**EXTRACTED DATA:**
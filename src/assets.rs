//! Image identifiers and the readiness capability the renderer queries.
//! Loading itself happens at the host boundary (see `web`); a failed load is
//! recorded once and never retried.

use std::collections::HashMap;

use crate::error::GameError;
use crate::render::Rect;

#[derive(Clone, Copy, Debug, PartialEq, Eq, Hash)]
#[cfg_attr(feature = "serde", derive(serde::Serialize, serde::Deserialize))]
pub enum ImageId {
    Map,
    Player,
    Creature,
    Alert,
    Dialog,
    BattleBackground,
    BattleGrass,
    BattleWater,
    WildStat,
    PartnerStat,
    Trainer,
    WildBattler,
    PartnerBattler,
    BattleDialog,
    FightMenu,
    MovePanel,
    BagScreen,
    PartyScreen,
    PulseCharge,
    PulseImpact,
}

impl ImageId {
    pub const ALL: [ImageId; 20] = [
        ImageId::Map,
        ImageId::Player,
        ImageId::Creature,
        ImageId::Alert,
        ImageId::Dialog,
        ImageId::BattleBackground,
        ImageId::BattleGrass,
        ImageId::BattleWater,
        ImageId::WildStat,
        ImageId::PartnerStat,
        ImageId::Trainer,
        ImageId::WildBattler,
        ImageId::PartnerBattler,
        ImageId::BattleDialog,
        ImageId::FightMenu,
        ImageId::MovePanel,
        ImageId::BagScreen,
        ImageId::PartyScreen,
        ImageId::PulseCharge,
        ImageId::PulseImpact,
    ];

    pub fn path(self) -> &'static str {
        match self {
            ImageId::Map => "assets/images/map.png",
            ImageId::Player => "assets/sprites/player.png",
            ImageId::Creature => "assets/sprites/bugia.png",
            ImageId::Alert => "assets/sprites/exclamation.png",
            ImageId::Dialog => "assets/images/dialog.png",
            ImageId::BattleBackground => "assets/images/battle/background.png",
            ImageId::BattleGrass => "assets/images/battle/grass.png",
            ImageId::BattleWater => "assets/images/battle/water.png",
            ImageId::WildStat => "assets/images/battle/wild_stat.png",
            ImageId::PartnerStat => "assets/images/battle/partner_stat.png",
            ImageId::Trainer => "assets/images/battle/trainer.png",
            ImageId::WildBattler => "assets/images/battle/bugia_idle.png",
            ImageId::PartnerBattler => "assets/images/battle/cursaur_idle.png",
            ImageId::BattleDialog => "assets/images/battle/dialog.png",
            ImageId::FightMenu => "assets/images/battle/fight_menu.png",
            ImageId::MovePanel => "assets/images/battle/moves.png",
            ImageId::BagScreen => "assets/images/battle/bag.png",
            ImageId::PartyScreen => "assets/images/battle/party.png",
            ImageId::PulseCharge => "assets/images/battle/prompt_pulse_charge.png",
            ImageId::PulseImpact => "assets/images/battle/prompt_pulse_impact.png",
        }
    }
}

#[derive(Clone, Copy, Debug, PartialEq, Eq)]
pub struct ImageInfo {
    pub width: u32,
    pub height: u32,
}

/// What the renderer may ask about images.
pub trait AssetSource {
    /// Dimensions of a decoded image; `None` while loading or after failure.
    fn image(&self, id: ImageId) -> Option<ImageInfo>;

    fn is_ready(&self, id: ImageId) -> bool {
        self.image(id).is_some()
    }
}

/// Fixed-size frame grid over a sheet.
#[derive(Clone, Copy, Debug, PartialEq)]
pub struct SpriteSheet {
    pub frame_w: f64,
    pub frame_h: f64,
}

impl SpriteSheet {
    pub fn new(frame_w: f64, frame_h: f64) -> Self {
        Self { frame_w, frame_h }
    }

    pub fn frame(&self, row: u32, col: u32) -> Rect {
        Rect::new(col as f64 * self.frame_w, row as f64 * self.frame_h, self.frame_w, self.frame_h)
    }
}

#[derive(Clone, Copy, Debug, PartialEq, Eq)]
pub enum LoadState {
    Loading,
    Ready(ImageInfo),
    Failed,
}

/// Load bookkeeping shared by hosts.
#[derive(Clone, Debug, Default)]
pub struct AssetRegistry {
    states: HashMap<ImageId, LoadState>,
}

impl AssetRegistry {
    pub fn new() -> Self {
        Self::default()
    }

    /// Registers a load; returns false if the image was already requested,
    /// including after a failure.
    pub fn begin(&mut self, id: ImageId) -> bool {
        if self.states.contains_key(&id) {
            return false;
        }
        self.states.insert(id, LoadState::Loading);
        true
    }

    pub fn mark_loaded(&mut self, id: ImageId, info: ImageInfo) {
        log::debug!("image {id:?} ready ({}x{})", info.width, info.height);
        self.states.insert(id, LoadState::Ready(info));
    }

    pub fn mark_failed(&mut self, id: ImageId, reason: impl Into<String>) -> GameError {
        let err = GameError::AssetLoad { asset: id, reason: reason.into() };
        log::warn!("{err}");
        self.states.insert(id, LoadState::Failed);
        err
    }

    /// Loads still in flight.
    pub fn pending(&self) -> usize {
        self.states.values().filter(|s| **s == LoadState::Loading).count()
    }
}

impl AssetSource for AssetRegistry {
    fn image(&self, id: ImageId) -> Option<ImageInfo> {
        match self.states.get(&id) {
            Some(LoadState::Ready(info)) => Some(*info),
            _ => None,
        }
    }
}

**TASK DETAILS:** Your task is to copy all of the entries exactly.

**REPLY:**
filename src/assets.rs
//! Image identifiers and the readiness capability the renderer queries.
//! Loading itself happens at the host boundary (see `web`); a failed load is
//! recorded once and never retried.

use std::collections::HashMap;

use crate::error::GameError;
use crate::render::Rect;

#[derive(Clone, Copy, Debug, PartialEq, Eq, Hash)]
#[cfg_attr(feature = "serde", derive(serde::Serialize, serde::Deserialize))]
pub enum ImageId {
    Map,
    Player,
    Creature,
    Alert,
    Dialog,
    BattleBackground,
    BattleGrass,
    BattleWater,
    WildStat,
    PartnerStat,
    Trainer,
    WildBattler,
    PartnerBattler,
    BattleDialog,
    FightMenu,
    MovePanel,
    BagScreen,
    PartyScreen,
    PulseCharge,
    PulseImpact,
}

impl ImageId {
    pub const ALL: [ImageId; 20] = [
        ImageId::Map,
        ImageId::Player,
        ImageId::Creature,
        ImageId::Alert,
        ImageId::Dialog,
        ImageId::BattleBackground,
        ImageId::BattleGrass,
        ImageId::BattleWater,
        ImageId::WildStat,
        ImageId::PartnerStat,
        ImageId::Trainer,
        ImageId::WildBattler,
        ImageId::PartnerBattler,
        ImageId::BattleDialog,
        ImageId::FightMenu,
        ImageId::MovePanel,
        ImageId::BagScreen,
        ImageId::PartyScreen,
        ImageId::PulseCharge,
        ImageId::PulseImpact,
    ];

    pub fn path(self) -> &'static str {
        match self {
            ImageId::Map => "assets/images/map.png",
            ImageId::Player => "assets/sprites/player.png",
            ImageId::Creature => "assets/sprites/bugia.png",
            ImageId::Alert => "assets/sprites/exclamation.png",
            ImageId::Dialog => "assets/images/dialog.png",
            ImageId::BattleBackground => "assets/images/battle/background.png",
            ImageId::BattleGrass => "assets/images/battle/grass.png",
            ImageId::BattleWater => "assets/images/battle/water.png",
            ImageId::WildStat => "assets/images/battle/wild_stat.png",
            ImageId::PartnerStat => "assets/images/battle/partner_stat.png",
            ImageId::Trainer => "assets/images/battle/trainer.png",
            ImageId::WildBattler => "assets/images/battle/bugia_idle.png",
            ImageId::PartnerBattler => "assets/images/battle/cursaur_idle.png",
            ImageId::BattleDialog => "assets/images/battle/dialog.png",
            ImageId::FightMenu => "assets/images/battle/fight_menu.png",
            ImageId::MovePanel => "assets/images/battle/moves.png",
            ImageId::BagScreen => "assets/images/battle/bag.png",
            ImageId::PartyScreen => "assets/images/battle/party.png",
            ImageId::PulseCharge => "assets/images/battle/prompt_pulse_charge.png",
            ImageId::PulseImpact => "assets/images/battle/prompt_pulse_impact.png",
        }
    }
}

#[derive(Clone, Copy, Debug, PartialEq, Eq)]
pub struct ImageInfo {
    pub width: u32,
    pub height: u32,
}

/// What the renderer may ask about images.
pub trait AssetSource {
    /// Dimensions of a decoded image; `None` while loading or after failure.
    fn image(&self, id: ImageId) -> Option<ImageInfo>;

    fn is_ready(&self, id: ImageId) -> bool {
        self.image(id).is_some()
    }
}

/// Fixed-size frame grid over a sheet.
#[derive(Clone, Copy, Debug, PartialEq)]
pub struct SpriteSheet {
    pub frame_w: f64,
    pub frame_h: f64,
}

impl SpriteSheet {
    pub fn new(frame_w: f64, frame_h: f64) -> Self {
        Self { frame_w, frame_h }
    }

    pub fn frame(&self, row: u32, col: u32) -> Rect {
        Rect::new(col as f64 * self.frame_w, row as f64 * self.frame_h, self.frame_w, self.frame_h)
    }
}

#[derive(Clone, Copy, Debug, PartialEq, Eq)]
pub enum LoadState {
    Loading,
    Ready(ImageInfo),
    Failed,
}

/// Load bookkeeping shared by hosts.
#[derive(Clone, Debug, Default)]
pub struct AssetRegistry {
    states: HashMap<ImageId, LoadState>,
}

impl AssetRegistry {
    pub fn new() -> Self {
        Self::default()
    }

    /// Registers a load; returns false if the image was already requested,
    /// including after a failure.
    pub fn begin(&mut self, id: ImageId) -> bool {
        if self.states.contains_key(&id) {
            return false;
        }
        self.states.insert(id, LoadState::Loading);
        true
    }

    pub fn mark_loaded(&mut self, id: ImageId, info: ImageInfo) {
        log::debug!("image {id:?} ready ({}x{})", info.width, info.height);
        self.states.insert(id, LoadState::Ready(info));
    }

    pub fn mark_failed(&mut self, id: ImageId, reason: impl Into<String>) -> GameError {
        let err = GameError::AssetLoad { asset: id, reason: reason.into() };
        log::warn!("{err}");
        self.states.insert(id, LoadState::Failed);
        err
    }

    /// Loads still in flight.
    pub fn pending(&self) -> usize {
        self.states.values().filter(|s| **s == LoadState::Loading).count()
    }
}

impl AssetSource for AssetRegistry {
    fn image(&self, id: ImageId) -> Option<ImageInfo> {
        match self.states.get(&id) {
            Some(LoadState::Ready(info)) => Some(*info),
            _ => None,
        }
    }
}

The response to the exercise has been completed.